After exposure to the virus and infection, there is an incubation period that varies between 6 and 14 days, followed by a prodromal period of about 1-3 days before the appearance of the typical maculopapular rash. During this prodrome phase the affected individual can experience fever, malaise and swollen lymph nodes, with possible occurrence of other symptoms such as sweats, headache, backache, shortness of breath, sore throat and cough.
Lymph node enlargement can arise in the submandibular, cervical or inguinal regions, and such lymphadenopathy is important when distinguishing mokeypox from smallpox, as it is not a common feature in the latter disease. It is observed in approximately 90% of all human monkeypox infections, and the enlarged lymph nodes are tender, firm and sometimes even painful.
After the prodrome period, typical maculopapular rash develops with mean diameter of the skin lesions from 0.5 to 1 centimeter. The number of lesions can range from a few to thousands, and during a period of 2-4 weeks they progress from macules to papules, vesicles, pustules and finally a crusting phase characterized by umbilication, scabbing, and desquamation.
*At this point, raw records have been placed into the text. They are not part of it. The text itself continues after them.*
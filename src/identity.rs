use std::collections::BTreeSet;

use crate::error::{Error, Result};
use crate::role::{Role, normalize_roles};
use crate::store::{UserDirectory, UserRecord};
use crate::types::{Subject, UserId};

/// The caller of one request.
///
/// Built fresh per request; an authenticated identity always carries a
/// subject, a user id and the roles read from the directory at resolution
/// time.
#[derive(Clone, Debug, Default, PartialEq, Eq)]
pub struct Identity {
    subject: Option<Subject>,
    user_id: Option<UserId>,
    display_name: Option<String>,
    roles: BTreeSet<Role>,
}

impl Identity {
    /// Identity of a caller without a usable credential.
    pub fn anonymous() -> Self {
        Self::default()
    }

    /// Identity resolved from a directory record.
    pub fn from_record(record: &UserRecord) -> Self {
        Self {
            subject: Some(record.subject.clone()),
            user_id: Some(record.id),
            display_name: Some(record.display_name.clone()),
            roles: normalize_roles(&record.roles),
        }
    }

    /// True iff the subject was resolved against the directory.
    pub fn is_authenticated(&self) -> bool {
        self.user_id.is_some()
    }

    /// Login key of the resolved account.
    pub fn subject(&self) -> Option<&Subject> {
        self.subject.as_ref()
    }

    /// Stable id of the resolved account.
    pub fn user_id(&self) -> Option<UserId> {
        self.user_id
    }

    /// Display name read at resolution time.
    pub fn display_name(&self) -> Option<&str> {
        self.display_name.as_deref()
    }

    /// Normalised role set; empty for anonymous callers.
    pub fn roles(&self) -> &BTreeSet<Role> {
        &self.roles
    }

    /// Whether the identity holds `role`. Always false for anonymous callers.
    ///
    /// A hand-built [`Role::Other`] is re-parsed first, so
    /// `Role::Other("ARTIST".into())` matches [`Role::Artist`].
    pub fn has_role(&self, role: &Role) -> bool {
        if !self.is_authenticated() {
            return false;
        }
        match role {
            Role::Other(tag) => Role::parse(tag).is_some_and(|role| self.roles.contains(&role)),
            role => self.roles.contains(role),
        }
    }
}

/// Resolves verified subjects to identities through a [`UserDirectory`].
///
/// Every call is a directory read; a role change applies to the very next
/// request.
#[derive(Debug, Clone)]
pub struct IdentityStore<D> {
    directory: D,
}

impl<D> IdentityStore<D>
where
    D: UserDirectory,
{
    /// Creates a resolver that reads `directory` on every call.
    pub fn new(directory: D) -> Self {
        Self { directory }
    }

    /// Returns the underlying directory.
    pub fn directory(&self) -> &D {
        &self.directory
    }

    /// Looks the subject up and builds an authenticated identity.
    pub async fn resolve(&self, subject: &Subject) -> Result<Identity> {
        let record = self
            .directory
            .find_by_subject(subject)
            .await
            .map_err(Error::from)?
            .ok_or_else(|| Error::SubjectNotFound(subject.clone()))?;
        Ok(Identity::from_record(&record))
    }

    /// Looks an account up by id; `NotFound` if it does not exist.
    pub async fn resolve_id(&self, id: UserId) -> Result<Identity> {
        let record = self
            .directory
            .find_by_id(id)
            .await
            .map_err(Error::from)?
            .ok_or_else(|| Error::NotFound(format!("user {id}")))?;
        Ok(Identity::from_record(&record))
    }
}
//! Identity and access control for a music catalog service.
//!
//! This crate provides signed bearer tokens, role normalisation, per-request
//! identity resolution, authorization guards and a follow/like toggler that
//! keeps denormalised counters consistent. Persistence is behind async store
//! traits. Resolution is permissive and authorization is strict: a bad token
//! makes the caller anonymous, and the [`Guard`] decides what anonymous
//! callers may do.
//!
//! # Examples
//!
//! Resolving a request and checking a role (enable `memory-store`):
//! ```no_run
//! use std::sync::Arc;
//! use rs_catalog_auth::{IdentityResolver, Role, TokenCodec, require_role};
//! # #[cfg(feature = "memory-store")]
//! # {
//! use rs_catalog_auth::MemoryStore;
//! let store = MemoryStore::new();
//! store.add_user("artist@example.com", "Nova", &["ROLE_ARTIST"]).unwrap();
//! let codec = Arc::new(TokenCodec::new("0123456789abcdef0123456789abcdef").unwrap());
//! let token = codec.issue_now(&"artist@example.com".try_into().unwrap()).unwrap();
//! let resolver = IdentityResolver::new(codec, store);
//! let header = format!("Bearer {}", token.as_str());
//! let identity = futures::executor::block_on(resolver.resolve_authorization(Some(&header))).unwrap();
//! assert!(require_role(&identity, &Role::Artist).is_ok());
//! # }
//! ```
//!
//! Loading settings at startup:
//! ```no_run
//! use rs_catalog_auth::{AuthConfig, TokenCodec};
//! let config = AuthConfig::load(Some("auth.toml".as_ref())).unwrap();
//! let codec = TokenCodec::from_config(&config).unwrap();
//! # let _ = codec;
//! ```
#![forbid(unsafe_code)]

mod accounts;
mod error;
mod guard;
mod identity;
mod middleware;
mod password;
mod role;
mod settings;
mod store;
mod toggle;
mod token;
mod types;

#[cfg(feature = "memory-store")]
mod memory_store;

#[cfg(feature = "sqlite-store")]
mod sqlite_store;

#[cfg(feature = "axum")]
pub mod axum;

pub use crate::accounts::{Accounts, Login, Registration};
pub use crate::error::{Error, Result, StoreError, TxConflict, is_conflict};
pub use crate::guard::{
    Guard, OwnerKey, require_authenticated, require_owner_of, require_ownership, require_role,
    require_self,
};
pub use crate::identity::{Identity, IdentityStore};
pub use crate::middleware::IdentityResolver;
pub use crate::password::{hash_password, verify_password};
pub use crate::role::{ROLE_PREFIX, Role, normalize_roles};
pub use crate::settings::{AuthConfig, ENV_PREFIX};
pub use crate::store::{
    NewUser, OwnershipLookup, RelationRecord, RelationshipStore, RelationshipTx, ResourceRef,
    UserDirectory, UserRecord, UserRegistry,
};
pub use crate::toggle::{
    ObjectRef, Reconciled, RelationKey, RelationKind, Toggle, ToggleManager, Toggled,
};
pub use crate::token::{MIN_SECRET_LEN, Token, TokenCodec, TokenError};
pub use crate::types::{AlbumId, ArtistId, PlaylistId, SongId, Subject, UserId};

#[cfg(feature = "memory-store")]
pub use crate::memory_store::MemoryStore;

#[cfg(feature = "sqlite-store")]
pub use crate::sqlite_store::SqliteStore;
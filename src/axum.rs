//! Axum integration utilities.

use std::convert::Infallible;
use std::future::poll_fn;
use std::pin::Pin;
use std::sync::Arc;
use std::task::{Context, Poll};

use crate::error::Error;
use crate::guard::{require_authenticated, require_role};
use crate::identity::Identity;
use crate::middleware::IdentityResolver;
use crate::role::Role;
use crate::store::UserDirectory;

use ::axum::body::Body;
use ::axum::extract::FromRequestParts;
use ::axum::http::request::Parts;
use ::axum::http::{Request, StatusCode};
use ::axum::response::{IntoResponse, Response};
use ::http::HeaderValue;
use ::http::header::{AUTHORIZATION, WWW_AUTHENTICATE};
use ::tower::{Layer, Service};

/// Middleware layer that resolves the caller once per request and inserts
/// the resulting [`Identity`] into the request extensions.
#[derive(Debug)]
pub struct IdentityLayer<D> {
    resolver: Arc<IdentityResolver<D>>,
}

impl<D> Clone for IdentityLayer<D> {
    fn clone(&self) -> Self {
        Self {
            resolver: self.resolver.clone(),
        }
    }
}

impl<D> IdentityLayer<D> {
    /// Creates a new identity layer.
    pub fn new(resolver: Arc<IdentityResolver<D>>) -> Self {
        Self { resolver }
    }
}

impl<D, Inner> Layer<Inner> for IdentityLayer<D> {
    type Service = IdentityService<Inner, D>;

    fn layer(&self, inner: Inner) -> Self::Service {
        IdentityService {
            inner,
            resolver: self.resolver.clone(),
        }
    }
}

/// Middleware service that attaches a fresh [`Identity`] to every request.
#[derive(Debug)]
pub struct IdentityService<Inner, D> {
    inner: Inner,
    resolver: Arc<IdentityResolver<D>>,
}

impl<Inner: Clone, D> Clone for IdentityService<Inner, D> {
    fn clone(&self) -> Self {
        Self {
            inner: self.inner.clone(),
            resolver: self.resolver.clone(),
        }
    }
}

impl<Inner, D> Service<Request<Body>> for IdentityService<Inner, D>
where
    Inner: Service<Request<Body>, Response = Response> + Clone + Send + 'static,
    Inner::Future: Send + 'static,
    D: UserDirectory + 'static,
{
    type Response = Response;
    type Error = Inner::Error;
    type Future = Pin<Box<dyn std::future::Future<Output = Result<Response, Self::Error>> + Send>>;

    fn poll_ready(&mut self, _cx: &mut Context<'_>) -> Poll<Result<(), Self::Error>> {
        Poll::Ready(Ok(()))
    }

    fn call(&mut self, mut req: Request<Body>) -> Self::Future {
        let mut inner = self.inner.clone();
        let resolver = self.resolver.clone();

        Box::pin(async move {
            let header = req
                .headers()
                .get(AUTHORIZATION)
                .and_then(|value| value.to_str().ok())
                .map(str::to_owned);

            match resolver.resolve_authorization(header.as_deref()).await {
                Ok(identity) => {
                    req.extensions_mut().insert(identity);
                    poll_fn(|cx| inner.poll_ready(cx)).await?;
                    inner.call(req).await
                }
                Err(err) => {
                    tracing::error!(error = %err, "identity resolution failed");
                    Ok(err.into_response())
                }
            }
        })
    }
}

/// Route-level gate that requires the resolved identity to hold a role.
///
/// Must run inside an [`IdentityLayer`]; without one every caller is
/// anonymous and gets 401.
#[derive(Debug, Clone)]
pub struct RequireRoleLayer {
    role: Role,
}

impl RequireRoleLayer {
    /// Creates a new role gate.
    pub fn new(role: Role) -> Self {
        Self { role }
    }
}

impl<Inner> Layer<Inner> for RequireRoleLayer {
    type Service = RequireRoleService<Inner>;

    fn layer(&self, inner: Inner) -> Self::Service {
        RequireRoleService {
            inner,
            role: self.role.clone(),
        }
    }
}

/// Middleware service that enforces a role requirement.
#[derive(Debug, Clone)]
pub struct RequireRoleService<Inner> {
    inner: Inner,
    role: Role,
}

impl<Inner> Service<Request<Body>> for RequireRoleService<Inner>
where
    Inner: Service<Request<Body>, Response = Response> + Clone + Send + 'static,
    Inner::Future: Send + 'static,
{
    type Response = Response;
    type Error = Inner::Error;
    type Future = Pin<Box<dyn std::future::Future<Output = Result<Response, Self::Error>> + Send>>;

    fn poll_ready(&mut self, _cx: &mut Context<'_>) -> Poll<Result<(), Self::Error>> {
        Poll::Ready(Ok(()))
    }

    fn call(&mut self, req: Request<Body>) -> Self::Future {
        let mut inner = self.inner.clone();
        let role = self.role.clone();

        Box::pin(async move {
            let allowed = match req.extensions().get::<Identity>() {
                Some(identity) => require_role(identity, &role),
                None => Err(Error::Unauthorized),
            };
            match allowed {
                Ok(()) => {
                    poll_fn(|cx| inner.poll_ready(cx)).await?;
                    inner.call(req).await
                }
                Err(err) => Ok(err.into_response()),
            }
        })
    }
}

/// The caller of the current request; anonymous when no [`IdentityLayer`] ran.
#[derive(Debug, Clone)]
pub struct CurrentIdentity(pub Identity);

impl<S> FromRequestParts<S> for CurrentIdentity
where
    S: Send + Sync,
{
    type Rejection = Infallible;

    async fn from_request_parts(parts: &mut Parts, _state: &S) -> Result<Self, Self::Rejection> {
        Ok(Self(
            parts
                .extensions
                .get::<Identity>()
                .cloned()
                .unwrap_or_default(),
        ))
    }
}

/// An authenticated caller; rejects anonymous requests with 401.
#[derive(Debug, Clone)]
pub struct Authenticated(pub Identity);

impl<S> FromRequestParts<S> for Authenticated
where
    S: Send + Sync,
{
    type Rejection = Error;

    async fn from_request_parts(parts: &mut Parts, _state: &S) -> Result<Self, Self::Rejection> {
        let identity = parts
            .extensions
            .get::<Identity>()
            .cloned()
            .unwrap_or_default();
        require_authenticated(&identity)?;
        Ok(Self(identity))
    }
}

impl Error {
    /// HTTP status this error is reported with.
    pub fn status(&self) -> StatusCode {
        match self {
            Error::Unauthorized | Error::InvalidCredentials | Error::Token(_) => {
                StatusCode::UNAUTHORIZED
            }
            Error::Forbidden(_) => StatusCode::FORBIDDEN,
            Error::NotFound(_) | Error::SubjectNotFound(_) => StatusCode::NOT_FOUND,
            Error::AccountExists(_) => StatusCode::CONFLICT,
            Error::InvalidId(_) | Error::InvalidRole(_) => StatusCode::BAD_REQUEST,
            Error::Transient(_) => StatusCode::SERVICE_UNAVAILABLE,
            Error::Store(_)
            | Error::WeakSigningKey { .. }
            | Error::Config(_)
            | Error::PasswordHash(_) => StatusCode::INTERNAL_SERVER_ERROR,
        }
    }
}

impl IntoResponse for Error {
    fn into_response(self) -> Response {
        let status = self.status();
        if status == StatusCode::INTERNAL_SERVER_ERROR {
            return (status, "internal error").into_response();
        }
        let mut res = (status, self.to_string()).into_response();
        if status == StatusCode::UNAUTHORIZED {
            res.headers_mut()
                .insert(WWW_AUTHENTICATE, HeaderValue::from_static("Bearer"));
        }
        res
    }
}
The lesions most often affect oral mucous membranes (in 70% of cases) and genitalia (in 30% of cases), but can also affect eyelids and the cornea. Extracutaneous manifestations, such as secondary skin or soft-tissue infections, have been observed in 19% of unvaccinated monkeypox patients. Encephalitis can also arise, but in less than 1% of all cases.
Therapy and management
Currently, there are no licensed antiviral drugs for the treatment of monkeypox. Several agent are promising as antiviral therapeutics against the viruses from the genus Orthopoxvirus – and among them monkeypox as well. By inhibiting viral DNA polymerase, cidofovir shows antiviral activity against a myriad of viruses, although it has not been used to manage orthopoxvirus infection in humans.
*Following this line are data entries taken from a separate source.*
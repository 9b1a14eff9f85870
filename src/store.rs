use crate::error::StoreError;
use crate::guard::OwnerKey;
use crate::toggle::{ObjectRef, RelationKey, RelationKind};
use crate::types::{AlbumId, PlaylistId, SongId, Subject, UserId};
use async_trait::async_trait;
use chrono::{DateTime, Utc};

/// Account row as stored by the user directory.
#[derive(Clone, Debug, PartialEq, Eq)]
pub struct UserRecord {
    /// Stable identifier.
    pub id: UserId,
    /// Login key.
    pub subject: Subject,
    /// Display name; legacy content ownership is keyed on it.
    pub display_name: String,
    /// Raw role strings exactly as stored.
    pub roles: Vec<String>,
    /// One-way password hash (PHC string).
    pub password_hash: String,
}

/// Account to be created by [`UserRegistry::create_user`].
#[derive(Clone, Debug)]
pub struct NewUser {
    /// Login key; must not already be registered.
    pub subject: Subject,
    /// Display name shown on owned content.
    pub display_name: String,
    /// Role strings in storage form (`ROLE_USER`).
    pub roles: Vec<String>,
    /// PHC string from [`hash_password`](crate::hash_password).
    pub password_hash: String,
}

/// Read side of the external user directory.
#[async_trait]
pub trait UserDirectory: Send + Sync {
    /// Looks up an account by login key.
    async fn find_by_subject(
        &self,
        subject: &Subject,
    ) -> std::result::Result<Option<UserRecord>, StoreError>;

    /// Looks up an account by stable id.
    async fn find_by_id(&self, id: UserId) -> std::result::Result<Option<UserRecord>, StoreError>;
}

/// Write side of the user directory used by registration and role changes.
#[async_trait]
pub trait UserRegistry: UserDirectory {
    /// Inserts an account, returning `None` when the subject is taken.
    async fn create_user(&self, user: NewUser)
    -> std::result::Result<Option<UserRecord>, StoreError>;

    /// Replaces the stored roles of an account. Returns `false` if it does not exist.
    async fn set_roles(
        &self,
        id: UserId,
        roles: Vec<String>,
    ) -> std::result::Result<bool, StoreError>;
}

/// Resource whose owner is checked by the guard.
#[derive(Clone, Copy, Debug, Eq, PartialEq, Hash)]
pub enum ResourceRef {
    Song(SongId),
    Playlist(PlaylistId),
    Album(AlbumId),
}

impl std::fmt::Display for ResourceRef {
    fn fmt(&self, f: &mut std::fmt::Formatter<'_>) -> std::fmt::Result {
        match self {
            Self::Song(id) => write!(f, "song {id}"),
            Self::Playlist(id) => write!(f, "playlist {id}"),
            Self::Album(id) => write!(f, "album {id}"),
        }
    }
}

/// Ownership lookup for catalog resources.
#[async_trait]
pub trait OwnershipLookup: Send + Sync {
    /// Returns the recorded owner key, or `None` if the resource does not exist.
    async fn owner_of(
        &self,
        resource: ResourceRef,
    ) -> std::result::Result<Option<OwnerKey>, StoreError>;
}

/// Stored relationship row.
#[derive(Clone, Debug, PartialEq, Eq)]
pub struct RelationRecord {
    /// User and object of the relationship.
    pub key: RelationKey,
    /// When the row was inserted.
    pub created_at: DateTime<Utc>,
}

/// Operations available inside one relationship transaction.
///
/// Everything done through a single `RelationshipTx` commits or rolls back
/// together.
pub trait RelationshipTx {
    /// Finds the row for an ordered pair.
    fn find(&mut self, key: &RelationKey) -> std::result::Result<Option<RelationRecord>, StoreError>;

    /// Inserts the row for an ordered pair.
    fn insert(
        &mut self,
        key: &RelationKey,
        created_at: DateTime<Utc>,
    ) -> std::result::Result<(), StoreError>;

    /// Deletes the row for an ordered pair; returns whether one existed.
    fn delete(&mut self, key: &RelationKey) -> std::result::Result<bool, StoreError>;

    /// Adds `delta` to the object's counter, flooring at zero. Returns the new value.
    fn adjust_counter(&mut self, object: ObjectRef, delta: i64)
    -> std::result::Result<u64, StoreError>;

    /// Reads the object's counter.
    fn read_counter(&mut self, object: ObjectRef) -> std::result::Result<u64, StoreError>;

    /// Overwrites the object's counter.
    fn set_counter(&mut self, object: ObjectRef, value: u64) -> std::result::Result<(), StoreError>;

    /// Counts relationship rows referencing the object.
    fn count_members(&mut self, object: ObjectRef) -> std::result::Result<u64, StoreError>;
}

/// Persistence for relationship rows and their denormalised counters.
#[async_trait]
pub trait RelationshipStore: Send + Sync {
    /// Returns whether the subject user exists.
    async fn subject_exists(&self, user: UserId) -> std::result::Result<bool, StoreError>;

    /// Returns whether the relationship target exists.
    async fn object_exists(&self, object: ObjectRef) -> std::result::Result<bool, StoreError>;

    /// Reads the stored counter for the object.
    async fn counter(&self, object: ObjectRef) -> std::result::Result<u64, StoreError>;

    /// Runs `work` as one atomic unit.
    ///
    /// Implementations serialise units touching the same pair and may fail
    /// with a boxed [`TxConflict`](crate::TxConflict) when a commit collides.
    async fn transact<R, F>(&self, work: F) -> std::result::Result<R, StoreError>
    where
        R: Send + 'static,
        F: FnOnce(&mut dyn RelationshipTx) -> std::result::Result<R, StoreError> + Send + 'static;

    /// Lists a user's relationships of one kind, newest first.
    async fn memberships(
        &self,
        user: UserId,
        kind: RelationKind,
    ) -> std::result::Result<Vec<RelationRecord>, StoreError>;

    /// Ranks objects of one kind by their true member count, descending.
    async fn top_objects(
        &self,
        kind: RelationKind,
        limit: usize,
    ) -> std::result::Result<Vec<(ObjectRef, u64)>, StoreError>;
}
There is insufficient data to assess whether severe monkeypox infection could benefit from the treatment with immune globulin. That kind of treatment may be considered as a prophylactic in exposed individuals with severe immunodeficiency of T-cell function where smallpox vaccination is contraindicated.
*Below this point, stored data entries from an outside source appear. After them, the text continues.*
//! Authorization checks run by handlers before a protected action.
//!
//! Checks always run in the order authentication, role, ownership and stop
//! at the first failure. Missing identity is [`Error::Unauthorized`];
//! insufficient privilege is [`Error::Forbidden`].

use crate::error::{Error, Result};
use crate::identity::Identity;
use crate::role::Role;
use crate::store::{OwnershipLookup, ResourceRef};
use crate::types::{Subject, UserId};

/// Value that decides who owns a resource.
///
/// Rows created before stable-id ownership record the owner's display name.
#[derive(Clone, Debug, Eq, PartialEq, Hash)]
pub enum OwnerKey {
    /// Owner's stable user id.
    ById(UserId),
    /// Owner's display name (legacy rows).
    ByName(String),
}

impl OwnerKey {
    /// Whether `identity` is the owner described by this key.
    pub fn matches(&self, identity: &Identity) -> bool {
        match self {
            Self::ById(owner) => identity.user_id() == Some(*owner),
            Self::ByName(owner) => identity
                .display_name()
                .is_some_and(|name| name.trim() == owner.trim()),
        }
    }
}

/// Rejects callers without a resolved identity.
pub fn require_authenticated(identity: &Identity) -> Result<()> {
    if identity.is_authenticated() {
        Ok(())
    } else {
        Err(Error::Unauthorized)
    }
}

/// Requires an authenticated identity holding `role`.
pub fn require_role(identity: &Identity, role: &Role) -> Result<()> {
    require_authenticated(identity)?;
    if identity.has_role(role) {
        Ok(())
    } else {
        Err(Error::Forbidden(format!("role {role} required")))
    }
}

/// Requires an authenticated identity that owns the resource keyed by `owner`.
pub fn require_ownership(identity: &Identity, owner: &OwnerKey) -> Result<()> {
    require_authenticated(identity)?;
    if owner.matches(identity) {
        Ok(())
    } else {
        Err(Error::Forbidden("not the resource owner".to_string()))
    }
}

/// Requires the caller to be the account identified by `subject`.
///
/// Subjects compare case-insensitively.
pub fn require_self(identity: &Identity, subject: &Subject) -> Result<()> {
    require_authenticated(identity)?;
    match identity.subject() {
        Some(own) if own.eq_ignore_case(subject) => Ok(()),
        _ => Err(Error::Forbidden("not the account owner".to_string())),
    }
}

/// Fetches the owner of `resource` and checks it against `identity`.
///
/// A missing resource is [`Error::NotFound`], reported only after
/// authentication passes.
pub async fn require_owner_of<L>(
    identity: &Identity,
    lookup: &L,
    resource: ResourceRef,
) -> Result<()>
where
    L: OwnershipLookup + ?Sized,
{
    require_authenticated(identity)?;
    let owner = lookup
        .owner_of(resource)
        .await
        .map_err(Error::from)?
        .ok_or_else(|| Error::NotFound(resource.to_string()))?;
    require_ownership(identity, &owner)
}

/// Composable set of requirements for one protected action.
///
/// ```
/// use rs_catalog_auth::{Guard, Identity, OwnerKey, Role, UserId};
///
/// let guard = Guard::new()
///     .role(Role::Artist)
///     .owner(OwnerKey::ById(UserId::new(7)));
/// assert!(guard.check(&Identity::anonymous()).is_err());
/// ```
#[derive(Clone, Debug, Default)]
pub struct Guard {
    authenticated: bool,
    roles: Vec<Role>,
    owner: Option<OwnerKey>,
}

impl Guard {
    /// Creates a guard that allows everyone.
    pub fn new() -> Self {
        Self::default()
    }

    /// Requires an authenticated caller.
    pub fn authenticated(mut self) -> Self {
        self.authenticated = true;
        self
    }

    /// Requires `role`; implies authentication.
    pub fn role(mut self, role: Role) -> Self {
        self.roles.push(role);
        self
    }

    /// Requires ownership of the resource keyed by `owner`; implies authentication.
    pub fn owner(mut self, owner: OwnerKey) -> Self {
        self.owner = Some(owner);
        self
    }

    /// Runs the configured checks against `identity`.
    pub fn check(&self, identity: &Identity) -> Result<()> {
        let needs_identity = self.authenticated || !self.roles.is_empty() || self.owner.is_some();
        if needs_identity {
            require_authenticated(identity)?;
        }
        for role in &self.roles {
            require_role(identity, role)?;
        }
        if let Some(owner) = &self.owner {
            require_ownership(identity, owner)?;
        }
        Ok(())
    }
}

#[cfg(test)]
mod tests {
    use super::*;
    use crate::error::StoreError;
    use crate::store::UserRecord;
    use crate::types::SongId;
    use async_trait::async_trait;
    use futures::executor::block_on;

    fn identity(id: i64, name: &str, roles: &[&str]) -> Identity {
        Identity::from_record(&UserRecord {
            id: UserId::new(id),
            subject: Subject::try_from(format!("{name}@x.com").as_str()).unwrap(),
            display_name: name.to_string(),
            roles: roles.iter().map(|role| role.to_string()).collect(),
            password_hash: String::new(),
        })
    }

    struct Songs;

    #[async_trait]
    impl OwnershipLookup for Songs {
        async fn owner_of(
            &self,
            resource: ResourceRef,
        ) -> std::result::Result<Option<OwnerKey>, StoreError> {
            Ok(match resource {
                ResourceRef::Song(id) if id == SongId::new(1) => Some(OwnerKey::ById(UserId::new(1))),
                ResourceRef::Song(id) if id == SongId::new(2) => {
                    Some(OwnerKey::ByName("beta".to_string()))
                }
                _ => None,
            })
        }
    }

    #[test]
    fn anonymous_is_unauthorized_not_forbidden() {
        let anon = Identity::anonymous();
        assert!(matches!(require_authenticated(&anon), Err(Error::Unauthorized)));
        assert!(matches!(require_role(&anon, &Role::Artist), Err(Error::Unauthorized)));
        assert!(matches!(
            require_ownership(&anon, &OwnerKey::ById(UserId::new(1))),
            Err(Error::Unauthorized)
        ));
    }

    #[test]
    fn role_check_denies_user_and_allows_artist() {
        let listener = identity(1, "alpha", &["ROLE_USER"]);
        let artist = identity(2, "beta", &["artist"]);

        assert!(matches!(
            require_role(&listener, &Role::Artist),
            Err(Error::Forbidden(_))
        ));
        assert!(require_role(&artist, &Role::Artist).is_ok());
    }

    #[test]
    fn hand_built_role_tags_match_canonical_roles() {
        let artist = identity(2, "beta", &["ROLE_ARTIST"]);
        let listener = identity(1, "alpha", &["user"]);

        let guard = Guard::new().role(Role::Other("ARTIST".into()));
        assert!(guard.check(&artist).is_ok());
        assert!(matches!(guard.check(&listener), Err(Error::Forbidden(_))));
        assert!(require_role(&artist, &Role::Other(" role_artist ".into())).is_ok());
        assert!(matches!(
            require_role(&artist, &Role::Other(String::new())),
            Err(Error::Forbidden(_))
        ));
    }

    #[test]
    fn ownership_by_id_denies_other_artist() {
        let owner = OwnerKey::ById(UserId::new(1));
        let artist_a = identity(1, "alpha", &["ARTIST"]);
        let artist_b = identity(2, "beta", &["ARTIST"]);

        assert!(require_ownership(&artist_a, &owner).is_ok());
        assert!(matches!(
            require_ownership(&artist_b, &owner),
            Err(Error::Forbidden(_))
        ));
    }

    #[test]
    fn ownership_by_legacy_name() {
        let owner = OwnerKey::ByName("beta".to_string());
        assert!(require_ownership(&identity(2, "beta", &["ARTIST"]), &owner).is_ok());
        assert!(require_ownership(&identity(1, "alpha", &["ARTIST"]), &owner).is_err());
    }

    #[test]
    fn guard_checks_in_fixed_order() {
        let guard = Guard::new()
            .role(Role::Artist)
            .owner(OwnerKey::ById(UserId::new(1)));

        assert!(matches!(guard.check(&Identity::anonymous()), Err(Error::Unauthorized)));
        // Owner but not an artist fails on the role check first.
        let err = guard.check(&identity(1, "alpha", &["USER"])).unwrap_err();
        assert!(err.to_string().contains("role ARTIST"));
        let err = guard.check(&identity(2, "beta", &["ARTIST"])).unwrap_err();
        assert!(err.to_string().contains("owner"));
        assert!(guard.check(&identity(1, "alpha", &["ARTIST"])).is_ok());
    }

    #[test]
    fn empty_guard_allows_anonymous() {
        assert!(Guard::new().check(&Identity::anonymous()).is_ok());
        assert!(Guard::new().authenticated().check(&Identity::anonymous()).is_err());
    }

    #[test]
    fn require_self_ignores_case() {
        let caller = identity(1, "alpha", &["USER"]);
        assert!(require_self(&caller, &Subject::try_from("ALPHA@x.com").unwrap()).is_ok());
        assert!(matches!(
            require_self(&caller, &Subject::try_from("beta@x.com").unwrap()),
            Err(Error::Forbidden(_))
        ));
    }

    #[test]
    fn owner_lookup_distinguishes_missing_from_forbidden() {
        let artist = identity(1, "alpha", &["ARTIST"]);
        assert!(block_on(require_owner_of(&artist, &Songs, ResourceRef::Song(SongId::new(1)))).is_ok());
        assert!(matches!(
            block_on(require_owner_of(&artist, &Songs, ResourceRef::Song(SongId::new(2)))),
            Err(Error::Forbidden(_))
        ));
        assert!(matches!(
            block_on(require_owner_of(&artist, &Songs, ResourceRef::Song(SongId::new(9)))),
            Err(Error::NotFound(_))
        ));
        assert!(matches!(
            block_on(require_owner_of(
                &Identity::anonymous(),
                &Songs,
                ResourceRef::Song(SongId::new(9))
            )),
            Err(Error::Unauthorized)
        ));
    }
}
Vaccination with vaccinia virus (i.e. the smallpox vaccine) results in a significant amount of protection against infection with monkey pox. Still, the vaccine is currently not used in monkeypox-endemic areas due to the concerns about severe adverse events in an immunocompromised population. Furthermore, the eradication of monkeypox is not feasible because of the existence of an animal reservoir.
The Centers for Disease Control and Prevention recommends pre-exposure vaccination for individuals investigating animal or human monkeypox cases, people with the direct contact with animals that could carry the pathogen, health care workers taking care of the patients with monkeypox and laboratory workers who handle specimens that may contain this virus.
Close contact with patients during the disease outbreak represents the most significant risk factor for monkeypox virus infection. As specific treatment and vaccine are lacking, raising awareness about the risk factors and proper education about preventive measures are the only efficient ways to reduce the burden of this disease.